Казанова | страница 103



Судя по «Истории моей жизни», все прошло как по маслу, к вящему удовлетворению заказчиков и к пущей славе Казановы, с честью выпутавшегося из сложных финансовых переговоров. На деле все было много сложнее и не столь красиво. Противоречия, опущения, передергивания весьма многочисленны, как заметили самые дотошные казановисты. Читая письмо, написанное к г-ну де Шуазелю, который стал министром иностранных дел, г-ном д’Аффри, французским послом в Гааге, когда Казанова во второй раз отправился в Голландию, понимаешь, что он явно не произвел на своих собеседников того положительного впечатления, которое следует из его рассказа: «Этот человек в самом деле был здесь месяцев пятнадцать или восемнадцать назад. Молодой граф де Брюль, племянник первого министра, дал ему письмо к г-ну Каудербаку, и последний представил его мне. Он рассказал нам о кое-каких своих похождениях и похвалялся тем, что был долгое время заточен в венецианскую тюрьму, откуда ему посчастливилось бежать. Он показался нам очень нескромным в своих замечаниях, и, поскольку как будто желал рассуждать об иных вопросах, нежели венецианские дела, я счел себя обязанным высказать ему, что о нем думаю. Он еще оставался некоторое время в этом городе, а затем уехал в Амстердам, где, как я узнал, сильно проигрался. Затем он вернулся в Париж, и я больше о нем не слышал». Затем посол добавляет: «Я спросил его, какова цель его поездки. Он мне сказал, что явился сюда по важным делам и чтобы вести торги по бумагам, поскольку мы многое теряли, желая избавиться от наших. Я выразил надежду, что он не явился в Голландию затем, чтобы их дискредитировать, и что если он, как сам говорит, знает о предпринимаемых нами шагах, то должен знать и о том, что падение наших бумаг – дело ростовщиков, которые сбавляют им цену, лишь чтобы задешево скупить и получить высокие проценты. Он согласился с тем, что это верно, и сказал, что главной целью его путешествия было посмотреть в Амстердаме, не сможет ли он выручить у Швеции меди за бумагу, которую должен будет туда послать. Он показался мне весьма легкомысленным в своих планах или же чересчур ловко скрывающим от меня цели, ради которых явился сюда». Из-за этих нелестных соображений автопортрет великого деятеля, находящегося с государственным поручением за рубежом, выглядит уже не таким непогрешимым.

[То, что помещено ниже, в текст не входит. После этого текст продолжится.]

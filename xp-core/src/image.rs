use std::str::FromStr;

use crate::error::{Result, XpError};
use crate::format::Pixel;
use crate::layer::Layer;

/// Which layers to composite, and in what order.
#[derive(Clone, Debug, PartialEq, Eq)]
pub enum LayerSelection {
    /// Every layer, ascending index order.
    All,
    Single(usize),
    /// Explicit paint order; later entries paint over earlier ones.
    List(Vec<usize>),
}

impl LayerSelection {
    /// Resolve to the indices that exist in an image with `count` layers,
    /// keeping the requested order.
    pub fn resolve(&self, count: usize) -> Vec<usize> {
        match self {
            LayerSelection::All => (0..count).collect(),
            LayerSelection::Single(i) if *i < count => vec![*i],
            LayerSelection::Single(_) => Vec::new(),
            LayerSelection::List(v) => v.iter().copied().filter(|&i| i < count).collect(),
        }
    }
}

impl From<usize> for LayerSelection {
    fn from(i: usize) -> Self {
        LayerSelection::Single(i)
    }
}

impl From<Vec<usize>> for LayerSelection {
    fn from(v: Vec<usize>) -> Self {
        LayerSelection::List(v)
    }
}

impl From<&[usize]> for LayerSelection {
    fn from(v: &[usize]) -> Self {
        LayerSelection::List(v.to_vec())
    }
}

impl<const N: usize> From<[usize; N]> for LayerSelection {
    fn from(v: [usize; N]) -> Self {
        LayerSelection::List(v.to_vec())
    }
}

impl FromStr for LayerSelection {
    type Err = XpError;

    /// Accepts `all`, a single index, or a comma-separated index list.
    fn from_str(s: &str) -> Result<Self> {
        let s = s.trim();
        if s.eq_ignore_ascii_case("all") {
            return Ok(LayerSelection::All);
        }
        let parse = |part: &str| {
            part.trim()
                .parse::<usize>()
                .map_err(|_| XpError::Validation(format!("not a layer index: {part:?}")))
        };
        if s.contains(',') {
            s.split(',').map(parse).collect::<Result<Vec<_>>>().map(LayerSelection::List)
        } else {
            parse(s).map(LayerSelection::Single)
        }
    }
}

/// A stack of layers plus the file's version tag.
///
/// The version is carried through decode and encode untouched.
#[derive(Clone, Debug, PartialEq, Eq)]
pub struct Image {
    version: u32,
    layers: Vec<Layer>,
}

impl Image {
    pub fn new(version: u32) -> Self {
        Self {
            version,
            layers: Vec::new(),
        }
    }

    pub const fn version(&self) -> u32 {
        self.version
    }

    /// Width of layer 0, if there is one.
    pub fn width(&self) -> Option<u32> {
        self.layers.first().map(Layer::width)
    }

    /// Height of layer 0, if there is one.
    pub fn height(&self) -> Option<u32> {
        self.layers.first().map(Layer::height)
    }

    pub fn layers(&self) -> &[Layer] {
        &self.layers
    }

    pub fn layer_count(&self) -> usize {
        self.layers.len()
    }

    pub fn layer(&self, index: usize) -> Option<&Layer> {
        self.layers.get(index)
    }

    pub fn layer_mut(&mut self, index: usize) -> Option<&mut Layer> {
        self.layers.get_mut(index)
    }

    /// Append a layer on top of the stack and return its index.
    pub fn push_layer(&mut self, layer: Layer) -> usize {
        self.layers.push(layer);
        self.layers.len() - 1
    }

    /// Append an unset layer of the given size and return its index.
    pub fn add_layer(&mut self, width: u32, height: u32) -> usize {
        self.push_layer(Layer::new(width, height))
    }

    pub fn remove_layer(&mut self, index: usize) -> Option<Layer> {
        (index < self.layers.len()).then(|| self.layers.remove(index))
    }

    pub fn get(&self, layer: usize, x: i64, y: i64) -> Option<&Pixel> {
        self.layers.get(layer)?.get(x, y)
    }

    pub fn set(&mut self, layer: usize, x: i64, y: i64, pixel: &Pixel) -> bool {
        match self.layers.get_mut(layer) {
            Some(l) => l.set(x, y, pixel),
            None => false,
        }
    }

    /// Flatten the selected layers into one.
    ///
    /// Layers are painted in selection order. A source pixel lands when the
    /// result slot is still unset or when the source is opaque, so
    /// transparent pixels only show through. Unset source slots write
    /// nothing. Every selected layer must have layer 0's dimensions.
    pub fn merge_layers(&self, selection: impl Into<LayerSelection>) -> Result<Layer> {
        let order = selection.into().resolve(self.layers.len());
        let (width, height) = match (self.width(), self.height()) {
            (Some(w), Some(h)) if !order.is_empty() => (w, h),
            _ => return Err(XpError::NoLayersToMerge),
        };

        for &index in &order {
            let layer = &self.layers[index];
            if (layer.width(), layer.height()) != (width, height) {
                return Err(XpError::LayerSizeMismatch {
                    index,
                    expected: (width, height),
                    actual: (layer.width(), layer.height()),
                });
            }
        }

        let mut merged = Layer::new(width, height);
        for &index in &order {
            for (x, y, source) in self.layers[index].iter() {
                let Some(source) = source else { continue };
                let (x, y) = (x as i64, y as i64);
                if !merged.is_set(x, y) || !source.transparent() {
                    merged.set(x, y, source);
                }
            }
        }

        log::debug!("merged layers {order:?} into {width}x{height} layer");
        Ok(merged)
    }
}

Во время пребывания в Амстердаме произошел мерзкий эпизод в отвратительной таверне с танцами, напоминающей лондонские трущобы Чарльза Диккенса. «Мрачная оргия в настоящей клоаке порока, в позоре самого отталкивающего разврата… Среди публичных женщин, которых я там видел, я не находил ни одной, с какой было бы возможно хоть немного поразвлечься» (II, 129). Человек недоброго вида сказал ему, что среди всех этих уродливых и опустившихся женщин есть одна венецианка. Сжалившись, Джакомо подал ей дукат. Она рассказала ему свою грустную историю. Ошеломление! Ужас! Она – не кто иная, как некогда восхитительная Лючия, с которой он встречался восемнадцатью годами раньше в загородном доме, на Фриуле. В то время он не пожелал ее соблазнить и пощадил в порыве высшего воздержания. Теперь ему было больно узнать об ужасной судьбе этой женщины, докатившейся до амстердамского борделя, которая даже не узнала его: в тридцать два года она уже превратилась в развалину, уродливую и отвратительную. Казанова редко показывает обратную сторону медали. И каждый раз промелькнувший образ отбросов общества и деклассированных элементов словно бьет тревогу: авантюрист понимает, что нет ничего проще, чем ввергнуть и его самого в ужасающую бедность. Самые гнусные трущобы находятся рядом с самыми элегантными салонами и роскошными особняками аристократов, как в парижском квартале Марэ.